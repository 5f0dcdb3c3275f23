//! Shared wgpu boilerplate: bind group entries, depth state and samplers.

/// Depth buffer format for every pipeline.
pub const DEPTH_FORMAT: wgpu::TextureFormat = wgpu::TextureFormat::Depth32Float;

/// Uniform buffer binding visible to both shader stages.
pub fn uniform_buffer(binding: u32) -> wgpu::BindGroupLayoutEntry {
    wgpu::BindGroupLayoutEntry {
        binding,
        visibility: wgpu::ShaderStages::VERTEX_FRAGMENT,
        ty: wgpu::BindingType::Buffer {
            ty: wgpu::BufferBindingType::Uniform,
            has_dynamic_offset: false,
            min_binding_size: None,
        },
        count: None,
    }
}

/// Fragment-visible, filterable float 2D texture binding.
pub fn texture_2d(binding: u32) -> wgpu::BindGroupLayoutEntry {
    wgpu::BindGroupLayoutEntry {
        binding,
        visibility: wgpu::ShaderStages::FRAGMENT,
        ty: wgpu::BindingType::Texture {
            sample_type: wgpu::TextureSampleType::Float { filterable: true },
            view_dimension: wgpu::TextureViewDimension::D2,
            multisampled: false,
        },
        count: None,
    }
}

/// Fragment-visible filtering sampler binding.
pub fn filtering_sampler(binding: u32) -> wgpu::BindGroupLayoutEntry {
    wgpu::BindGroupLayoutEntry {
        binding,
        visibility: wgpu::ShaderStages::FRAGMENT,
        ty: wgpu::BindingType::Sampler(wgpu::SamplerBindingType::Filtering),
        count: None,
    }
}

/// Depth state for opaque geometry, or for blended geometry that tests
/// but does not write depth.
pub fn depth_state(write: bool, compare: wgpu::CompareFunction) -> wgpu::DepthStencilState {
    wgpu::DepthStencilState {
        format: DEPTH_FORMAT,
        depth_write_enabled: write,
        depth_compare: compare,
        stencil: wgpu::StencilState::default(),
        bias: wgpu::DepthBiasState::default(),
    }
}

/// Create a full-viewport pipeline with `vs_main` / `fs_main` entry points,
/// no vertex buffers, and a single color target drawn behind everything.
pub fn create_screen_space_pipeline(
    device: &wgpu::Device,
    label: &str,
    shader: &wgpu::ShaderModule,
    format: wgpu::TextureFormat,
    bind_group_layouts: &[&wgpu::BindGroupLayout],
) -> wgpu::RenderPipeline {
    let pipeline_layout = device.create_pipeline_layout(&wgpu::PipelineLayoutDescriptor {
        label: Some(&format!("{label} Pipeline Layout")),
        bind_group_layouts,
        push_constant_ranges: &[],
    });
    device.create_render_pipeline(&wgpu::RenderPipelineDescriptor {
        label: Some(&format!("{label} Pipeline")),
        layout: Some(&pipeline_layout),
        vertex: wgpu::VertexState {
            module: shader,
            entry_point: Some("vs_main"),
            buffers: &[],
            compilation_options: Default::default(),
        },
        fragment: Some(wgpu::FragmentState {
            module: shader,
            entry_point: Some("fs_main"),
            targets: &[Some(wgpu::ColorTargetState {
                format,
                blend: None,
                write_mask: wgpu::ColorWrites::ALL,
            })],
            compilation_options: Default::default(),
        }),
        primitive: wgpu::PrimitiveState::default(),
        depth_stencil: Some(depth_state(false, wgpu::CompareFunction::Always)),
        multisample: wgpu::MultisampleState::default(),
        multiview: None,
        cache: None,
    })
}

/// ClampToEdge + Linear sampler.
pub fn linear_sampler(device: &wgpu::Device, label: &str) -> wgpu::Sampler {
    device.create_sampler(&wgpu::SamplerDescriptor {
        label: Some(label),
        address_mode_u: wgpu::AddressMode::ClampToEdge,
        address_mode_v: wgpu::AddressMode::ClampToEdge,
        mag_filter: wgpu::FilterMode::Linear,
        min_filter: wgpu::FilterMode::Linear,
        ..Default::default()
    })
}

/// Repeat + Linear sampler for model textures.
pub fn repeat_sampler(device: &wgpu::Device, label: &str) -> wgpu::Sampler {
    device.create_sampler(&wgpu::SamplerDescriptor {
        label: Some(label),
        address_mode_u: wgpu::AddressMode::Repeat,
        address_mode_v: wgpu::AddressMode::Repeat,
        mag_filter: wgpu::FilterMode::Linear,
        min_filter: wgpu::FilterMode::Linear,
        ..Default::default()
    })
}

───

▶ [Activity]: Could you transcribe the records in full, exactly?

▶ [Answer for the task]:
repository 5f0dcdb3c3275f23
//! Shared wgpu boilerplate: bind group entries, depth state and samplers.

/// Depth buffer format for every pipeline.
pub const DEPTH_FORMAT: wgpu::TextureFormat = wgpu::TextureFormat::Depth32Float;

/// Uniform buffer binding visible to both shader stages.
pub fn uniform_buffer(binding: u32) -> wgpu::BindGroupLayoutEntry {
    wgpu::BindGroupLayoutEntry {
        binding,
        visibility: wgpu::ShaderStages::VERTEX_FRAGMENT,
        ty: wgpu::BindingType::Buffer {
            ty: wgpu::BufferBindingType::Uniform,
            has_dynamic_offset: false,
            min_binding_size: None,
        },
        count: None,
    }
}

/// Fragment-visible, filterable float 2D texture binding.
pub fn texture_2d(binding: u32) -> wgpu::BindGroupLayoutEntry {
    wgpu::BindGroupLayoutEntry {
        binding,
        visibility: wgpu::ShaderStages::FRAGMENT,
        ty: wgpu::BindingType::Texture {
            sample_type: wgpu::TextureSampleType::Float { filterable: true },
            view_dimension: wgpu::TextureViewDimension::D2,
            multisampled: false,
        },
        count: None,
    }
}

/// Fragment-visible filtering sampler binding.
pub fn filtering_sampler(binding: u32) -> wgpu::BindGroupLayoutEntry {
    wgpu::BindGroupLayoutEntry {
        binding,
        visibility: wgpu::ShaderStages::FRAGMENT,
        ty: wgpu::BindingType::Sampler(wgpu::SamplerBindingType::Filtering),
        count: None,
    }
}

/// Depth state for opaque geometry, or for blended geometry that tests
/// but does not write depth.
pub fn depth_state(write: bool, compare: wgpu::CompareFunction) -> wgpu::DepthStencilState {
    wgpu::DepthStencilState {
        format: DEPTH_FORMAT,
        depth_write_enabled: write,
        depth_compare: compare,
        stencil: wgpu::StencilState::default(),
        bias: wgpu::DepthBiasState::default(),
    }
}

/// Create a full-viewport pipeline with `vs_main` / `fs_main` entry points,
/// no vertex buffers, and a single color target drawn behind everything.
pub fn create_screen_space_pipeline(
    device: &wgpu::Device,
    label: &str,
    shader: &wgpu::ShaderModule,
    format: wgpu::TextureFormat,
    bind_group_layouts: &[&wgpu::BindGroupLayout],
) -> wgpu::RenderPipeline {
    let pipeline_layout = device.create_pipeline_layout(&wgpu::PipelineLayoutDescriptor {
        label: Some(&format!("{label} Pipeline Layout")),
        bind_group_layouts,
        push_constant_ranges: &[],
    });
    device.create_render_pipeline(&wgpu::RenderPipelineDescriptor {
        label: Some(&format!("{label} Pipeline")),
        layout: Some(&pipeline_layout),
        vertex: wgpu::VertexState {
            module: shader,
            entry_point: Some("vs_main"),
            buffers: &[],
            compilation_options: Default::default(),
        },
        fragment: Some(wgpu::FragmentState {
            module: shader,
            entry_point: Some("fs_main"),
            targets: &[Some(wgpu::ColorTargetState {
                format,
                blend: None,
                write_mask: wgpu::ColorWrites::ALL,
            })],
            compilation_options: Default::default(),
        }),
        primitive: wgpu::PrimitiveState::default(),
        depth_stencil: Some(depth_state(false, wgpu::CompareFunction::Always)),
        multisample: wgpu::MultisampleState::default(),
        multiview: None,
        cache: None,
    })
}

/// ClampToEdge + Linear sampler.
pub fn linear_sampler(device: &wgpu::Device, label: &str) -> wgpu::Sampler {
    device.create_sampler(&wgpu::SamplerDescriptor {
        label: Some(label),
        address_mode_u: wgpu::AddressMode::ClampToEdge,
        address_mode_v: wgpu::AddressMode::ClampToEdge,
        mag_filter: wgpu::FilterMode::Linear,
        min_filter: wgpu::FilterMode::Linear,
        ..Default::default()
    })
}

/// Repeat + Linear sampler for model textures.
pub fn repeat_sampler(device: &wgpu::Device, label: &str) -> wgpu::Sampler {
    device.create_sampler(&wgpu::SamplerDescriptor {
        label: Some(label),
        address_mode_u: wgpu::AddressMode::Repeat,
        address_mode_v: wgpu::AddressMode::Repeat,
        mag_filter: wgpu::FilterMode::Linear,
        min_filter: wgpu::FilterMode::Linear,
        ..Default::default()
    })
}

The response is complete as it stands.